Koh lost a competitive primary before. In 2018, he out-raised Lori Trahan in the Third Congressional District race and still lost in a recount. Money didn't convert to votes then. The current field features at least four funded candidates, and Belsito, Nguyen, and Lancaster were collectively pulling over 50% of the non-Koh market share in February. A single endorsement from a labor union, a local elected official coalition, or a viral campaign moment could quickly consolidate the anti-Koh vote behind one alternative. In that scenario, 75% would prove far too generous.
Dan Koh's MA-06 Nomination Odds Over Time Tell a Volatile Story
The full price arc tells you everything about the fragility of this market's conviction. Koh entered the race in October 2025 and quickly rose to 75% on Polymarket by November, buoyed by his record fundraising and early endorsements. Then the field filled in. Belsito, Nguyen, Lancaster, Beccia, and Jakious all demonstrated enough viability to drag Koh's implied probability down to 57% by February 2026, an 18-percentage-point decline while his campaign was objectively strengthening.
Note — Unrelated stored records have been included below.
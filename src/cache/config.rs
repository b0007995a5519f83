//! Cache configuration.

use std::num::NonZeroUsize;
use std::time::Duration;

use serde::Deserialize;

const DEFAULT_CAPACITY: usize = 1024;
const DEFAULT_TTL_SECONDS: u64 = 60;
const DEFAULT_PURGE_INTERVAL_SECONDS: u64 = 300;

#[derive(Debug, Clone, Deserialize)]
#[serde(default)]
pub struct CacheConfig {
    /// Serve reads through the cache. When false, every read goes to the
    /// backing store.
    pub enabled: bool,
    /// Maximum number of cached fingerprints.
    pub capacity: usize,
    /// Entry time-to-live in seconds.
    pub ttl_seconds: u64,
    /// Cadence of the best-effort expired-entry sweep.
    pub purge_interval_seconds: u64,
}

impl Default for CacheConfig {
    fn default() -> Self {
        Self {
            enabled: true,
            capacity: DEFAULT_CAPACITY,
            ttl_seconds: DEFAULT_TTL_SECONDS,
            purge_interval_seconds: DEFAULT_PURGE_INTERVAL_SECONDS,
        }
    }
}

impl CacheConfig {
    /// Capacity as NonZeroUsize, clamping to 1 if zero.
    pub fn capacity_non_zero(&self) -> NonZeroUsize {
        NonZeroUsize::new(self.capacity).unwrap_or(NonZeroUsize::MIN)
    }

    pub fn ttl(&self) -> Duration {
        Duration::from_secs(self.ttl_seconds)
    }

    pub fn purge_interval(&self) -> Duration {
        Duration::from_secs(self.purge_interval_seconds)
    }
}

#[cfg(test)]
mod tests {
    use super::*;

    #[test]
    fn default_values() {
        let config = CacheConfig::default();
        assert!(config.enabled);
        assert_eq!(config.capacity, 1024);
        assert_eq!(config.ttl_seconds, 60);
        assert_eq!(config.purge_interval_seconds, 300);
    }

    #[test]
    fn capacity_clamps_to_min() {
        let config = CacheConfig {
            capacity: 0,
            ..Default::default()
        };
        assert_eq!(config.capacity_non_zero().get(), 1);
    }
}
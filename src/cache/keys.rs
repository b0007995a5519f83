//! Cache key fingerprints.
//!
//! A fingerprint is a pure function of the logical read it names: the
//! collection plus either a document id or a hashed query filter. Nothing
//! here depends on the clock, so two identical reads always produce the
//! same key.

use std::collections::hash_map::DefaultHasher;
use std::hash::{Hash, Hasher};

use crate::store::QueryFilter;

#[derive(Debug, Clone, PartialEq, Eq, Hash)]
pub enum CacheKey {
    /// A single document looked up by id.
    Entity {
        collection: &'static str,
        id: String,
    },
    /// A list query over a collection, identified by its filter hash.
    List {
        collection: &'static str,
        query_hash: u64,
    },
}

impl CacheKey {
    pub fn entity(collection: &'static str, id: impl Into<String>) -> Self {
        Self::Entity {
            collection,
            id: id.into(),
        }
    }

    pub fn list(collection: &'static str, filter: &QueryFilter) -> Self {
        Self::List {
            collection,
            query_hash: hash_filter(filter),
        }
    }

    /// The collection family this key belongs to, used for prefix
    /// invalidation.
    pub fn collection(&self) -> &'static str {
        match self {
            Self::Entity { collection, .. } | Self::List { collection, .. } => collection,
        }
    }

    pub fn is_list(&self) -> bool {
        matches!(self, Self::List { .. })
    }
}

/// Hash a query filter into a stable list-key discriminant.
pub fn hash_filter(filter: &QueryFilter) -> u64 {
    let mut hasher = DefaultHasher::new();
    for (field, value) in &filter.equals {
        field.hash(&mut hasher);
        value.to_string().hash(&mut hasher);
    }
    filter.older_than.map(|t| t.timestamp_micros()).hash(&mut hasher);
    filter.newer_than.map(|t| t.timestamp_micros()).hash(&mut hasher);
    filter.limit.hash(&mut hasher);
    hasher.finish()
}
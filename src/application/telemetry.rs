//! Telemetry ingest and sensor-history queries.
//!
//! One environmental report fans out into: per-sensor `SensorLog` entries
//! (auto-creating the sensor on first sight), one `EnvironmentalSensorData`
//! snapshot, and a confirmed device-driven action-log entry for every
//! actuator the device's own automation switched on.

use std::sync::Arc;

use chrono::{DateTime, Utc};
use metrics::counter;
use serde::Serialize;
use tracing::{debug, info};
use uuid::Uuid;

use crate::bridge::CommandLedger;
use crate::cache::{CacheKey, CachedValue, ReadThrough};
use crate::domain::entities::{EnvironmentalReport, SensorReadingRecord, SensorRecord};
use crate::domain::types::SensorKind;
use crate::store::{Document, DocumentStore, QueryFilter, collections};

use super::{ServiceError, decode_list};

/// What one ingest call produced, echoed back to the controller.
#[derive(Debug, Serialize)]
#[serde(rename_all = "camelCase")]
pub struct IngestSummary {
    pub environment_id: String,
    pub readings_logged: usize,
    pub actions_logged: usize,
}

/// Caller-facing knobs for sensor-history queries.
#[derive(Debug, Default, Clone)]
pub struct LogQuery {
    pub kind: Option<SensorKind>,
    pub since: Option<DateTime<Utc>>,
    pub limit: Option<usize>,
}

pub struct TelemetryService {
    store: Arc<dyn DocumentStore>,
    reads: Arc<ReadThrough>,
    ledger: Arc<CommandLedger>,
}

impl TelemetryService {
    pub fn new(
        store: Arc<dyn DocumentStore>,
        reads: Arc<ReadThrough>,
        ledger: Arc<CommandLedger>,
    ) -> Self {
        Self {
            store,
            reads,
            ledger,
        }
    }

    pub async fn ingest(&self, report: EnvironmentalReport) -> Result<IngestSummary, ServiceError> {
        if self
            .store
            .get(collections::PLANTS, &report.plant_id)
            .await?
            .is_none()
        {
            return Err(ServiceError::not_found("plant", &report.plant_id));
        }

        let readings = report.sensors.present();
        if readings.is_empty() {
            return Err(ServiceError::validation(
                "report carries no sensor readings",
            ));
        }

        for (kind, value) in &readings {
            let sensor = self
                .sensor_for(&report.plant_id, &report.user_id, *kind)
                .await?;
            let reading = SensorReadingRecord {
                log_id: format!("log_{}", Uuid::new_v4().simple()),
                sensor_id: sensor.sensor_id,
                plant_id: report.plant_id.clone(),
                kind: *kind,
                value: *value,
                timestamp: report.recorded_at,
            };
            let document = Document::with_timestamp(
                reading.log_id.clone(),
                serde_json::to_value(&reading)
                    .map_err(|err| crate::store::StoreError::Decode(err.to_string()))?,
                report.recorded_at,
            );
            self.reads
                .write_through(collections::SENSOR_LOGS, Some(&reading.log_id), || async {
                    self.store.put(collections::SENSOR_LOGS, document).await
                })
                .await?;
        }
        counter!("verdant_ingest_readings_total").increment(readings.len() as u64);

        let environment_id = format!("env_{}", Uuid::new_v4().simple());
        let snapshot = Document::with_timestamp(
            environment_id.clone(),
            serde_json::to_value(&report)
                .map_err(|err| crate::store::StoreError::Decode(err.to_string()))?,
            report.recorded_at,
        );
        self.reads
            .write_through(
                collections::ENVIRONMENTAL_DATA,
                Some(&environment_id),
                || async {
                    self.store
                        .put(collections::ENVIRONMENTAL_DATA, snapshot)
                        .await
                },
            )
            .await?;

        let triggered = report.automation.triggered();
        for actuator in &triggered {
            self.ledger
                .record_device_event(&report.plant_id, *actuator, crate::domain::types::ActuatorState::On)
                .await?;
        }

        info!(
            plant_id = %report.plant_id,
            readings = readings.len(),
            actions = triggered.len(),
            "telemetry report ingested"
        );
        Ok(IngestSummary {
            environment_id,
            readings_logged: readings.len(),
            actions_logged: triggered.len(),
        })
    }

    /// Sensor-history page for one plant, newest first, served through the
    /// cache.
    pub async fn logs(
        &self,
        plant_id: &str,
        query: LogQuery,
    ) -> Result<Vec<SensorReadingRecord>, ServiceError> {
        let mut filter = QueryFilter::default().field_equals("plantId", plant_id);
        if let Some(kind) = query.kind {
            filter = filter.field_equals("type", kind.as_str());
        }
        if let Some(since) = query.since {
            filter = filter.newer_than(since);
        }
        if let Some(limit) = query.limit {
            filter = filter.limit(limit);
        }

        let key = CacheKey::list(collections::SENSOR_LOGS, &filter);
        let cached = self
            .reads
            .read(key, || async {
                let documents = self.store.query(collections::SENSOR_LOGS, &filter).await?;
                Ok(Some(CachedValue::List(documents)))
            })
            .await?;
        match cached {
            Some(value) => Ok(decode_list(&value)?),
            None => Ok(Vec::new()),
        }
    }

    /// Recent raw environmental snapshots for one plant, newest first.
    pub async fn recent_reports(
        &self,
        plant_id: &str,
        limit: usize,
    ) -> Result<Vec<EnvironmentalReport>, ServiceError> {
        let filter = QueryFilter::default()
            .field_equals("plantId", plant_id)
            .limit(limit);
        let key = CacheKey::list(collections::ENVIRONMENTAL_DATA, &filter);
        let cached = self
            .reads
            .read(key, || async {
                let documents = self
                    .store
                    .query(collections::ENVIRONMENTAL_DATA, &filter)
                    .await?;
                Ok(Some(CachedValue::List(documents)))
            })
            .await?;
        match cached {
            Some(value) => Ok(decode_list(&value)?),
            None => Ok(Vec::new()),
        }
    }

    /// Look the plant's sensor of this kind up, creating it on first use.
    /// Sensor ids are deterministic per plant and kind, so re-ingest never
    /// duplicates sensors.
    async fn sensor_for(
        &self,
        plant_id: &str,
        user_id: &str,
        kind: SensorKind,
    ) -> Result<SensorRecord, ServiceError> {
        let sensor_id = format!("sensor_{plant_id}_{kind}");
        if let Some(existing) = self.store.get(collections::SENSORS, &sensor_id).await? {
            return Ok(existing.decode()?);
        }

        let record = SensorRecord {
            sensor_id: sensor_id.clone(),
            plant_id: plant_id.to_string(),
            user_id: user_id.to_string(),
            kind,
            description: format!("{kind} sensor (auto-registered)"),
            created_at: Utc::now(),
        };
        let document = Document::encode(sensor_id.clone(), &record)?;
        self.reads
            .write_through(collections::SENSORS, Some(&sensor_id), || async {
                self.store.put(collections::SENSORS, document).await
            })
            .await?;
        debug!(%sensor_id, "sensor auto-registered");
        Ok(record)
    }
}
Now the market has returned to 75%, completing a round trip. The resolution date on this contract is May 1, 2026, which precedes the actual September 1 primary. That distinction matters: bettors aren't pricing the primary outcome directly but rather the state of the race as perceived by the contract's settlement criteria. The question for anyone evaluating Koh's 75% is whether the rivals who bent this market once still have the capacity to do it again. Nothing in the last month suggests they've lost that ability. The market is pricing confidence. The field says caution is still warranted.